Kevin Lewis pointed me to this quote from a forthcoming article:
Daniele Fanelli and colleagues examined more than 3,000 meta-analyses covering 22 scientific disciplines for multiple commonly discussed bias patterns. Studies reporting large effect sizes were associated with large standard errors and large numbers of citations to the study, and were more likely to be published in peer-reviewed journals than studies reporting small effect sizes. The strength of these associations varied widely across research fields, and, on average, the social sciences showed more evidence of bias than the biological and physical sciences. Large effect sizes were not associated with the first or last author’s publication rate, citation rate, average journal impact score, or gender, but were associated with having few study authors, early-career authors, and authors who had at least one paper retracted. According to the authors, the results suggest that small, highly cited studies published in peer-reviewed journals run an enhanced risk of reporting overestimated effect sizes.

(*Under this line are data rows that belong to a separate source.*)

//! Path-to-module matching.
//!
//! A concrete reference path is matched against the index by trying each
//! [`MatchStrategy`] in [`MatchStrategy::ORDERED`] order. The first strategy
//! that produces an indexed module ID wins; there is no scoring.
//!
//! | Strategy | Input shape | Example (referencer `svc/prod/eu/eks`) |
//! |----------|-------------|----------------------------------------|
//! | `Exact` | module ID | `svc/prod/eu/vpc` |
//! | `Normalized` | ID with odd separators | `svc\prod\eu\vpc/` |
//! | `Suffix` | state key | `env:/prod/svc/prod/eu/vpc/terraform.tfstate` |
//! | `SameContext` | bare name | `vpc` |
//! | `ModuleSubmodule` | `module/submodule` | `eks/addons` |
//! | `Relative` | relative directory | `../vpc` |
//!
//! The bare-name heuristics only look inside the referencer's own leading
//! context (service/environment/region for the default pattern). A bare name
//! shared by modules in other contexts is never considered.

use crate::module::{Module, ModuleIndex};

/// Inputs every strategy sees.
#[derive(Debug, Clone, Copy)]
pub struct MatchContext<'a> {
    /// Index to resolve against.
    pub index: &'a ModuleIndex,
    /// Module that declared the reference.
    pub referencer: &'a Module,
    /// Concrete reference path after expression expansion.
    pub path: &'a str,
}

/// One independent way of turning a path into a module ID.
#[derive(Debug, Clone, Copy, PartialEq, Eq, Hash)]
pub enum MatchStrategy {
    /// Path is already a module ID.
    Exact,
    /// Path is a module ID once separators are cleaned up.
    Normalized,
    /// Trailing segments of a state key name a module.
    Suffix,
    /// Bare name of a sibling in the referencer's context.
    SameContext,
    /// `module/submodule` in the referencer's context.
    ModuleSubmodule,
    /// Directory path relative to the referencer.
    Relative,
}

impl MatchStrategy {
    /// Order in which strategies are tried.
    pub const ORDERED: [Self; 6] = [
        Self::Exact,
        Self::Normalized,
        Self::Suffix,
        Self::SameContext,
        Self::ModuleSubmodule,
        Self::Relative,
    ];

    /// Run this strategy alone.
    #[must_use]
    pub fn apply(self, ctx: &MatchContext<'_>) -> Option<String> {
        match self {
            Self::Exact => exact(ctx),
            Self::Normalized => normalized(ctx),
            Self::Suffix => suffix(ctx),
            Self::SameContext => same_context(ctx),
            Self::ModuleSubmodule => module_submodule(ctx),
            Self::Relative => relative(ctx),
        }
    }

    /// Short name used in logs.
    #[must_use]
    pub fn as_str(self) -> &'static str {
        match self {
            Self::Exact => "exact",
            Self::Normalized => "normalized",
            Self::Suffix => "suffix",
            Self::SameContext => "same-context",
            Self::ModuleSubmodule => "module-submodule",
            Self::Relative => "relative",
        }
    }
}

/// Resolve `path` to a module ID using the first strategy that succeeds.
#[must_use]
pub fn match_path(
    index: &ModuleIndex,
    referencer: &Module,
    path: &str,
) -> Option<(String, MatchStrategy)> {
    let ctx = MatchContext {
        index,
        referencer,
        path,
    };
    MatchStrategy::ORDERED
        .iter()
        .find_map(|strategy| strategy.apply(&ctx).map(|id| (id, *strategy)))
}

fn lookup(index: &ModuleIndex, id: String) -> Option<String> {
    index.contains(&id).then_some(id)
}

fn exact(ctx: &MatchContext<'_>) -> Option<String> {
    lookup(ctx.index, ctx.path.to_string())
}

fn normalized(ctx: &MatchContext<'_>) -> Option<String> {
    lookup(ctx.index, separator_segments(ctx.path).join("/"))
}

fn suffix(ctx: &MatchContext<'_>) -> Option<String> {
    let segments = state_segments(ctx.path);
    if segments.iter().any(|s| s == "..") {
        return None;
    }
    let width = ctx.index.pattern().len();
    [width + 1, width]
        .into_iter()
        .filter(|&n| n > 0 && segments.len() >= n)
        .find_map(|n| lookup(ctx.index, segments[segments.len() - n..].join("/")))
}

fn same_context(ctx: &MatchContext<'_>) -> Option<String> {
    let segments = state_segments(ctx.path);
    let [name] = segments.as_slice() else {
        return None;
    };
    if name == ".." {
        return None;
    }

    if ctx.referencer.is_submodule() {
        let segments = ctx.referencer.segments();
        let dir = &segments[..segments.len() - 1];
        if let Some(id) = lookup(ctx.index, format!("{}/{name}", dir.join("/"))) {
            return Some(id);
        }
    }
    lookup(ctx.index, in_context(ctx, &[name]))
}

fn module_submodule(ctx: &MatchContext<'_>) -> Option<String> {
    let segments = state_segments(ctx.path);
    let [module, submodule] = segments.as_slice() else {
        return None;
    };
    if module == ".." || submodule == ".." {
        return None;
    }
    lookup(ctx.index, in_context(ctx, &[module, submodule]))
}

fn relative(ctx: &MatchContext<'_>) -> Option<String> {
    let cleaned = ctx.path.replace('\\', "/");
    if !(cleaned.starts_with("./") || cleaned.starts_with("../")) {
        return None;
    }

    let mut resolved: Vec<&str> = ctx.referencer.segments().iter().map(String::as_str).collect();
    let segments = state_segments(ctx.path);
    for segment in &segments {
        if segment == ".." {
            resolved.pop()?;
        } else {
            resolved.push(segment);
        }
    }
    lookup(ctx.index, resolved.join("/"))
}

/// Join `tail` onto the referencer's leading context (all pattern segments
/// except the module name).
fn in_context(ctx: &MatchContext<'_>, tail: &[&String]) -> String {
    let width = ctx.index.pattern().len().saturating_sub(1);
    ctx.referencer
        .segments()
        .iter()
        .take(width)
        .chain(tail.iter().copied())
        .map(String::as_str)
        .collect::<Vec<_>>()
        .join("/")
}

/// Split on either separator, dropping empty and `.` segments.
fn separator_segments(path: &str) -> Vec<String> {
    path.split(['/', '\\'])
        .map(str::trim)
        .filter(|s| !s.is_empty() && *s != ".")
        .map(str::to_string)
        .collect()
}

/// Segments of a state key with workspace prefix and state file name removed.
///
/// `env:/staging/svc/prod/eu/vpc/terraform.tfstate` becomes
/// `["svc", "prod", "eu", "vpc"]`; `svc/prod/eu/vpc.tfstate` becomes
/// `["svc", "prod", "eu", "vpc"]`.
fn state_segments(path: &str) -> Vec<String> {
    let mut segments = separator_segments(path);

    if segments.first().is_some_and(|s| s.ends_with(':')) {
        let skip = segments.len().min(2);
        segments.drain(..skip);
    }

    if let Some(last) = segments.last_mut() {
        if let Some(stem) = last.strip_suffix(".tfstate") {
            if stem.is_empty() || stem == "terraform" {
                segments.pop();
            } else {
                *last = stem.to_string();
            }
        }
    }

    segments
}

This all seems reasonable to me. What’s interesting is not so much that they found these patterns but that they were considered notable.
It’s like regression to the mean. The math makes it inevitable, but it’s counterintuitive, so nobody believes it until they see direct evidence in some particular subject area. As a statistician I find this all a bit frustrating, but if this is what it takes to convince people, then, sure, let’s go for it. It certainly doesn’t hurt to pile on the empirical evidence.